Andererseits bin ich - trotz Ihrer dankenswerten Antwort - bezüglich des Argumentationsaustausches, ich konnte leider einfach nicht da sein !, noch nicht sonderlich "klüger" geworden.
Was Herrn Hartmanns Start in Leipzig angeht, bin ich keineswegs "einheitlich" gestimmt.
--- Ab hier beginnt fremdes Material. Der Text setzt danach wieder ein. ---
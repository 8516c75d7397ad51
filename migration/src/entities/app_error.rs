//! App error / crash report entity

use sea_orm::entity::prelude::*;

#[derive(Clone, Debug, PartialEq, DeriveEntityModel, Eq)]
#[sea_orm(table_name = "app_errors")]
pub struct Model {
    #[sea_orm(primary_key)]
    pub id: i64,
    pub session_id: String,
    pub timestamp: DateTimeUtc,
    pub error_type: String,
    #[sea_orm(column_type = "Text")]
    pub error_message: String,
    #[sea_orm(column_type = "Text", nullable)]
    pub stack_trace: Option<String>,
    /// Free-form error context, serialized JSON object
    #[sea_orm(column_type = "Text", nullable)]
    pub context: Option<String>,
    pub received_at: DateTimeUtc,
}

#[derive(Copy, Clone, Debug, EnumIter, DeriveRelation)]
pub enum Relation {}

impl ActiveModelBehavior for ActiveModel {}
Ich finde einige Ideen, zu ihnen gehören die "Prüfgesellschaft für Sinn und Zweck", das "Nachttaxi", die Philosophische Praxis" und nicht zuletzt solche Publikumskonferenzen, richtig gut und erfrischend, und ich wüßte nicht, warum oder wie diese auf Volksbühnennachmache zu bürsten wären: das ist konsequent, eigenständig, auch eigensinnig, ja, die Wiederbenennung in "Centraltheater" halte ich für eine kluge Volte historischen Sinnes, an dem es so oft fehlt.
Manches ist mir hingegen weniger nah: Wie viele Dogmafilme hat Lars von Trier eigentlich gemacht ? Wohl nur "Idioterne" (1998) ! Und was war für andere Filmemacher das Zentrale an diesem "Dogma" in den 90ern ?? Gut, ich habe ja viele dieser Dogmafilme gesehen, sitze hier in Kiel fast an der Quelle für solcherlei ..., aber da gab es zum Glück gehörig viel Anderes in dieser Zeit: Kusturica zum Beispiel, Kieslowski !!
Manche wenden ein, sie arbeiteten schon in der Folgezeit des Standardwerkes "Das Postdramatische Theater" über zehn Jahre an einer Art "Dogma-Theater", währenddessen mir zu diesem Begriff eher die Schütz-Bühnen von Gosch, das Nichtabschalten des Lichtes, das Nichtabtreten der Spieler eines Stückes einfallen ...: Nur, der "Mehrwert" der "Dogmatheater"-Thematisierung geht mir noch nicht ganz auf, es sei denn, es ginge wirklich in die Richtung, zB. das "Goschtheater" und das sogenannte "Postdramatische Theater" eingedenk dieses Begriffes miteinander produktiv in Beziehung zu setzen, um nach dem Begriff der "Person" auf der Bühne, im Bühnengeschehen überhaupt zu fragen.
Ich fürchte, einiges von Sebastian Hartmann wird recht "wohlfeil" geraten,und ob dann die "Publikumsbeschimpfung", "Der Kirschgarten", "Paris,Texas" draufsteht, könnte dann doch beliebig zu werden drohen: "Froschke", so etwas ist wohlfeil !!! hoch drei, hilft niemandem, ist auch nicht sonderlich mutig oder innovativ ... . In Leipzig, so schätze ich das auch ein, gibt es allerhand Möglichkeiten: die Nachbarlage von Schauspiel und Hochschule für Musik und Schauspiel: eigentlich paradiesisch, so aus Kiel betrachtet, versteht sich ! Das klingt jetzt wirklich nach Provokation, soll es aber nicht sein: Elmar Goerden wird sich wieder als Regisseur verstehen: Sein Bochumer Haus mag nicht sonderlich gut weg gekommen sein die Jahre: aber, was die Pflege und Bearbeitung von Stücken der sogenannten "Klassischen Moderne" angeht, der Mut z.B. zu den "Schwärmern", von denen ich recht enttäuscht wurde, war da auch eine Handschrift, die ein möglicher Kontrast wäre zu Herrn Hartmann, ein ähnlicher Kontrast wie im obigen Dogma-Beispiel.
Ich glaube, dieser Kontrast wird uns alle in den kommenden Jahren maßgeblich beschäftigen !! Alles Gute für Leipzig !!